Prompt
In the records below, pick out all lines containing the word "filter".

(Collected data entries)
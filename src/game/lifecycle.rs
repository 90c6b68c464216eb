//! Game records and their lifecycle
//!
//! Games are created from confirmed ready checks and stay `AwaitingResult`
//! until they are scored or cancelled. Closed games are kept for a while so
//! a repeated score or cancel reports `AlreadyScored` instead of
//! `UnknownGame`.

use crate::error::{EngineResult, QueueError};
use crate::queue::matchmaker::{CandidateGame, CandidateSlot};
use crate::queue::store::QueueStore;
use crate::types::{GameCancelReason, GameId, GameOutcome, GameStatus, PlayerId, ServerId, Side};
use crate::utils::generate_game_id;
use chrono::{DateTime, Utc};
use serde::{Deserialize, Serialize};
use std::collections::{HashMap, VecDeque};
use tracing::{debug, info};

/// A committed game
#[derive(Debug, Clone, PartialEq, Serialize, Deserialize)]
pub struct Game {
    pub id: GameId,
    pub server_id: ServerId,
    pub mode: String,
    pub participants: Vec<CandidateSlot>,
    pub blue_expected_score: Option<f64>,
    pub created_at: DateTime<Utc>,
    pub status: GameStatus,
    pub outcome: Option<GameOutcome>,
    pub cancel_reason: Option<GameCancelReason>,
    pub closed_at: Option<DateTime<Utc>>,
}

impl Game {
    pub fn is_awaiting_result(&self) -> bool {
        self.status == GameStatus::AwaitingResult
    }

    pub fn contains(&self, player_id: PlayerId) -> bool {
        self.participants.iter().any(|p| p.player_id == player_id)
    }

    pub fn player_ids(&self) -> Vec<PlayerId> {
        self.participants.iter().map(|p| p.player_id).collect()
    }

    /// Players of one side
    pub fn team(&self, side: Side) -> Vec<PlayerId> {
        self.participants
            .iter()
            .filter(|p| p.side == side)
            .map(|p| p.player_id)
            .collect()
    }

    /// Whether both sides play, so the result can be rated
    pub fn is_two_sided(&self) -> bool {
        Side::ALL.iter().all(|side| self.participants.iter().any(|p| p.side == *side))
    }
}

/// One recorded change of a game's status
#[derive(Debug, Clone, PartialEq, Serialize, Deserialize)]
pub struct GameTransition {
    pub game_id: GameId,
    pub status: GameStatus,
    pub winner: Option<Side>,
    pub at: DateTime<Utc>,
}

/// Owner of one server's games
#[derive(Debug)]
pub struct GameLifecycle {
    server_id: ServerId,
    games: HashMap<GameId, Game>,
    closed_order: VecDeque<GameId>,
    recent: VecDeque<GameTransition>,
    recent_limit: usize,
    closed_retention: usize,
}

impl GameLifecycle {
    pub fn new(server_id: ServerId, recent_limit: usize, closed_retention: usize) -> Self {
        Self {
            server_id,
            games: HashMap::new(),
            closed_order: VecDeque::new(),
            recent: VecDeque::new(),
            recent_limit,
            closed_retention,
        }
    }

    /// Turn a confirmed candidate into a game, removing its players from the queue
    ///
    /// Fails with [`QueueError::StaleCandidate`] and changes nothing if any
    /// participant is no longer queued.
    pub fn create(
        &mut self,
        candidate: &CandidateGame,
        queue: &mut QueueStore,
        now: DateTime<Utc>,
    ) -> EngineResult<&Game> {
        queue.remove_participants(&candidate.player_ids())?;

        let game = Game {
            id: generate_game_id(),
            server_id: self.server_id,
            mode: candidate.mode.clone(),
            participants: candidate.slots.clone(),
            blue_expected_score: candidate.blue_expected_score,
            created_at: now,
            status: GameStatus::AwaitingResult,
            outcome: None,
            cancel_reason: None,
            closed_at: None,
        };
        let game_id = game.id;

        info!(
            "Game {} created on server {} with {} players",
            game_id,
            self.server_id,
            game.participants.len()
        );
        self.record(game_id, GameStatus::AwaitingResult, None, now);
        let game = self.games.entry(game_id).or_insert(game);

        Ok(game)
    }

    /// Record the result of a game
    pub fn score(
        &mut self,
        game_id: GameId,
        outcome: GameOutcome,
        now: DateTime<Utc>,
    ) -> EngineResult<Game> {
        let game = self.open_game(game_id)?;
        game.status = GameStatus::Scored;
        game.outcome = Some(outcome);
        game.closed_at = Some(now);
        let closed = game.clone();

        info!(
            "Game {} on server {} scored, {} side won",
            game_id, self.server_id, outcome.winner
        );
        self.close(game_id, GameStatus::Scored, Some(outcome.winner), now);

        Ok(closed)
    }

    /// Void a game
    pub fn cancel(
        &mut self,
        game_id: GameId,
        reason: GameCancelReason,
        now: DateTime<Utc>,
    ) -> EngineResult<Game> {
        let game = self.open_game(game_id)?;
        game.status = GameStatus::Cancelled;
        game.cancel_reason = Some(reason.clone());
        game.closed_at = Some(now);
        let closed = game.clone();

        info!(
            "Game {} on server {} cancelled: {:?}",
            game_id, self.server_id, reason
        );
        self.close(game_id, GameStatus::Cancelled, None, now);

        Ok(closed)
    }

    pub fn get(&self, game_id: GameId) -> Option<&Game> {
        self.games.get(&game_id)
    }

    /// Open game the player takes part in
    pub fn player_game(&self, player_id: PlayerId) -> Option<GameId> {
        self.games
            .values()
            .find(|g| g.is_awaiting_result() && g.contains(player_id))
            .map(|g| g.id)
    }

    /// Games waiting for a result, oldest first
    pub fn awaiting_result(&self) -> Vec<&Game> {
        let mut games: Vec<&Game> = self
            .games
            .values()
            .filter(|g| g.is_awaiting_result())
            .collect();
        games.sort_by_key(|g| (g.created_at, g.id));
        games
    }

    /// Open games created at or before `cutoff`
    pub fn awaiting_result_since(&self, cutoff: DateTime<Utc>) -> Vec<GameId> {
        self.awaiting_result()
            .into_iter()
            .filter(|g| g.created_at <= cutoff)
            .map(|g| g.id)
            .collect()
    }

    /// Latest transitions, oldest first
    pub fn recent(&self) -> Vec<GameTransition> {
        self.recent.iter().cloned().collect()
    }

    /// Number of closed games still retained
    pub fn closed_count(&self) -> usize {
        self.closed_order.len()
    }

    fn open_game(&mut self, game_id: GameId) -> EngineResult<&mut Game> {
        let game = self
            .games
            .get_mut(&game_id)
            .ok_or(QueueError::UnknownGame { game_id })?;

        if !game.is_awaiting_result() {
            return Err(QueueError::AlreadyScored {
                game_id,
                status: game.status,
            });
        }

        Ok(game)
    }

    fn close(&mut self, game_id: GameId, status: GameStatus, winner: Option<Side>, now: DateTime<Utc>) {
        self.record(game_id, status, winner, now);
        self.closed_order.push_back(game_id);

        while self.closed_order.len() > self.closed_retention {
            if let Some(pruned) = self.closed_order.pop_front() {
                self.games.remove(&pruned);
                debug!("Pruned closed game {} on server {}", pruned, self.server_id);
            }
        }
    }

    fn record(&mut self, game_id: GameId, status: GameStatus, winner: Option<Side>, now: DateTime<Utc>) {
        self.recent.push_back(GameTransition {
            game_id,
            status,
            winner,
            at: now,
        });
        while self.recent.len() > self.recent_limit {
            self.recent.pop_front();
        }
    }
}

Answer for this exercise
            .filter(|p| p.side == side)
            .filter(|g| g.is_awaiting_result())
            .filter(|g| g.created_at <= cutoff)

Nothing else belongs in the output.